------ Material provided
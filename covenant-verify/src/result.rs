#![forbid(unsafe_code)]

use std::fmt;
use std::time::Duration;

use covenant_ast::Span;
use miette::Diagnostic;
use thiserror::Error;

use crate::counterexample::Counterexample;
use crate::diagnose::Unsupported;

#[derive(Clone, Copy, Debug, PartialEq, Eq)]
pub enum VerificationStatus {
    /// Logically true within the modeled theories.
    Proven,
    /// Logically false; see the counterexample or message.
    Disproven,
    /// Timeout, `unknown`, or a solver fault.
    Unproven,
    /// Not expressible in the modeled theories.
    Unsupported,
}

impl VerificationStatus {
    pub fn label(self) -> &'static str {
        match self {
            VerificationStatus::Proven => "proven",
            VerificationStatus::Disproven => "disproven",
            VerificationStatus::Unproven => "unproven",
            VerificationStatus::Unsupported => "unsupported",
        }
    }
}

impl fmt::Display for VerificationStatus {
    fn fmt(&self, f: &mut fmt::Formatter<'_>) -> fmt::Result {
        f.write_str(self.label())
    }
}

/// Outcome of one verification call. Advisory only: the runtime check is
/// emitted whatever the status is.
#[derive(Clone, Debug)]
pub struct VerificationResult {
    status: VerificationStatus,
    message: Option<String>,
    counterexample: Option<Counterexample>,
    diagnostic: Option<Unsupported>,
    user_message: Option<String>,
    warnings: Vec<String>,
    duration: Duration,
}

impl VerificationResult {
    pub(crate) fn new(status: VerificationStatus, message: Option<String>, warnings: Vec<String>, duration: Duration) -> Self {
        Self {
            status,
            message,
            counterexample: None,
            diagnostic: None,
            user_message: None,
            warnings,
            duration,
        }
    }

    pub(crate) fn unsupported(diagnostic: Unsupported, warnings: Vec<String>, duration: Duration) -> Self {
        Self {
            status: VerificationStatus::Unsupported,
            message: Some(diagnostic.to_string()),
            counterexample: None,
            diagnostic: Some(diagnostic),
            user_message: None,
            warnings,
            duration,
        }
    }

    pub(crate) fn disproven_with(
        counterexample: Counterexample,
        message: Option<String>,
        warnings: Vec<String>,
        duration: Duration,
    ) -> Self {
        Self {
            status: VerificationStatus::Disproven,
            message,
            counterexample: Some(counterexample),
            diagnostic: None,
            user_message: None,
            warnings,
            duration,
        }
    }

    pub(crate) fn with_user_message(mut self, message: Option<&str>) -> Self {
        self.user_message = message.map(str::to_string);
        self
    }

    pub fn status(&self) -> VerificationStatus {
        self.status
    }

    pub fn is_proven(&self) -> bool {
        self.status == VerificationStatus::Proven
    }

    /// Explanation, diagnostic, or raw solver error text.
    pub fn message(&self) -> Option<&str> {
        self.message.as_deref()
    }

    pub fn counterexample(&self) -> Option<&Counterexample> {
        self.counterexample.as_ref()
    }

    /// Why the contract could not be translated, with the offending node's span.
    pub fn diagnostic(&self) -> Option<&Unsupported> {
        self.diagnostic.as_ref()
    }

    /// Failure message attached to the contract in source, untouched.
    pub fn user_message(&self) -> Option<&str> {
        self.user_message.as_deref()
    }

    pub fn warnings(&self) -> &[String] {
        &self.warnings
    }

    pub fn duration(&self) -> Duration {
        self.duration
    }

    /// `disproven (4ms): counterexample a = 0, b = 0`
    pub fn summary_line(&self) -> String {
        let mut line = format!("{} ({}ms)", self.status, self.duration.as_millis());
        if let Some(cex) = &self.counterexample {
            line.push_str(&format!(": counterexample {cex}"));
        } else if let Some(msg) = &self.message {
            line.push_str(&format!(": {msg}"));
        }
        if !self.warnings.is_empty() {
            line.push_str(&format!(" [{} warning(s)]", self.warnings.len()));
        }
        line
    }
}

#[derive(Clone, Copy, Debug, PartialEq, Eq)]
pub enum ContractKind {
    Requires,
    Ensures,
}

impl ContractKind {
    pub fn keyword(self) -> &'static str {
        match self {
            ContractKind::Requires => "requires",
            ContractKind::Ensures => "ensures",
        }
    }
}

/// One checked clause of one function.
#[derive(Clone, Debug)]
pub struct ContractReport {
    pub function: String,
    pub kind: ContractKind,
    /// 1-based position among clauses of the same kind.
    pub index: usize,
    pub span: Span,
    pub result: VerificationResult,
}

impl ContractReport {
    /// `requires #1 of clamp: proven (3ms)`
    pub fn line(&self) -> String {
        let mut line = format!(
            "{} #{} of {}: {}",
            self.kind.keyword(),
            self.index,
            self.function,
            self.result.summary_line()
        );
        if let Some(user) = self.result.user_message() {
            line.push_str(&format!(" -- \"{user}\""));
        }
        line
    }

    pub fn to_diagnostic(&self) -> ContractDiagnostic {
        let mut help: Vec<String> = Vec::new();
        if let Some(msg) = self.result.message() {
            help.push(msg.to_string());
        }
        if let Some(cex) = self.result.counterexample() {
            help.push(format!("counterexample: {cex}"));
        }
        for w in self.result.warnings() {
            help.push(format!("warning: {w}"));
        }
        let span = self.result.diagnostic().map_or(self.span, |d| d.span);
        ContractDiagnostic {
            message: format!(
                "{} #{} of `{}` is {}",
                self.kind.keyword(),
                self.index,
                self.function,
                self.result.status()
            ),
            span,
            help: (!help.is_empty()).then(|| help.join("\n")),
        }
    }
}

#[derive(Debug, Error, Diagnostic)]
#[error("{message}")]
#[diagnostic(code(covenant::verify::contract), severity(Advice))]
#[allow(unused_assignments)]
pub struct ContractDiagnostic {
    pub message: String,
    #[label]
    pub span: Span,
    #[help]
    pub help: Option<String>,
}

#[cfg(test)]
mod tests {
    use super::*;
    use crate::counterexample::CounterexampleBinding;

    fn sample_disproven() -> VerificationResult {
        VerificationResult::disproven_with(
            Counterexample::new(vec![
                CounterexampleBinding::evaluated("a", "int", "0"),
                CounterexampleBinding::evaluated("b", "int", "0"),
            ]),
            None,
            vec!["comparison mode ignored".to_string()],
            Duration::from_millis(4),
        )
    }

    #[test]
    fn summary_line_prefers_counterexample() {
        let r = sample_disproven();
        assert_eq!(r.summary_line(), "disproven (4ms): counterexample a = 0, b = 0 [1 warning(s)]");
    }

    #[test]
    fn summary_line_falls_back_to_message() {
        let r = VerificationResult::new(
            VerificationStatus::Disproven,
            Some("precondition is never satisfiable.".to_string()),
            Vec::new(),
            Duration::from_millis(1),
        );
        assert_eq!(r.summary_line(), "disproven (1ms): precondition is never satisfiable.");
        assert!(r.counterexample().is_none());
    }

    #[test]
    fn report_line_carries_user_message_verbatim() {
        let report = ContractReport {
            function: "add".to_string(),
            kind: ContractKind::Ensures,
            index: 1,
            span: covenant_ast::no_span(),
            result: sample_disproven().with_user_message(Some("sum must grow")),
        };
        let line = report.line();
        assert!(line.starts_with("ensures #1 of add: disproven"), "{line}");
        assert!(line.ends_with("-- \"sum must grow\""), "{line}");

        let diag = report.to_diagnostic();
        assert_eq!(diag.message, "ensures #1 of `add` is disproven");
        let help = diag.help.expect("help");
        assert!(help.contains("counterexample: a = 0, b = 0"));
        assert!(help.contains("warning: comparison mode ignored"));
    }

    #[test]
    fn contract_diagnostic_labels_the_clause_and_is_advice() {
        let report = ContractReport {
            function: "clamp".to_string(),
            kind: ContractKind::Requires,
            index: 2,
            span: covenant_ast::span(10, 6),
            result: sample_disproven(),
        };
        let diag = report.to_diagnostic();
        assert_eq!(diag.severity(), Some(miette::Severity::Advice));
        assert_eq!(diag.code().map(|c| c.to_string()).as_deref(), Some("covenant::verify::contract"));

        let labels: Vec<_> = diag.labels().expect("labels").collect();
        assert_eq!(labels.len(), 1);
        assert_eq!((labels[0].offset(), labels[0].len()), (10, 6));
    }
}
#![forbid(unsafe_code)]

/// Message carried by every result when the crate is built without Z3.
///
/// Keeps the workspace buildable on machines without libz3.
pub const NO_Z3_MESSAGE: &str = "Z3 prover is not enabled; rebuild with `--features covenant-verify/z3`";

#[cfg(feature = "z3")]
pub mod z3_session {
    use z3::{Config, Context, Model, Params, SatResult, Solver};

    use crate::config::VerifyOptions;

    /// One context per verification call; contexts are never shared.
    pub fn new_context() -> Context {
        let mut cfg = Config::new();
        cfg.set_model_generation(true);
        Context::new(&cfg)
    }

    /// A solver bounded by the effective timeout, with fixed seeds so reruns agree.
    pub fn bounded_solver<'ctx>(ctx: &'ctx Context, options: &VerifyOptions) -> Solver<'ctx> {
        let solver = Solver::new(ctx);
        let mut params = Params::new(ctx);
        params.set_u32("timeout", options.effective_timeout_ms());
        params.set_u32("smt.random_seed", options.random_seed);
        params.set_u32("sat.random_seed", options.random_seed);
        solver.set_params(&params);
        solver
    }

    pub enum Verdict<'ctx> {
        /// Satisfiable; the model is absent only if Z3 declined to produce one.
        Sat(Option<Model<'ctx>>),
        Unsat,
        /// Timeout or incompleteness, with Z3's own explanation.
        Unknown(String),
    }

    pub fn check<'ctx>(solver: &Solver<'ctx>) -> Verdict<'ctx> {
        match solver.check() {
            SatResult::Sat => Verdict::Sat(solver.get_model()),
            SatResult::Unsat => Verdict::Unsat,
            SatResult::Unknown => Verdict::Unknown(
                solver
                    .get_reason_unknown()
                    .unwrap_or_else(|| "unknown".to_string()),
            ),
        }
    }

}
------------
◆ **Problem description**
Your response should contain each line of the entries above that holds the string "modeled".

◆ **Exercise answer**
    /// Logically true within the modeled theories.
    /// Not expressible in the modeled theories.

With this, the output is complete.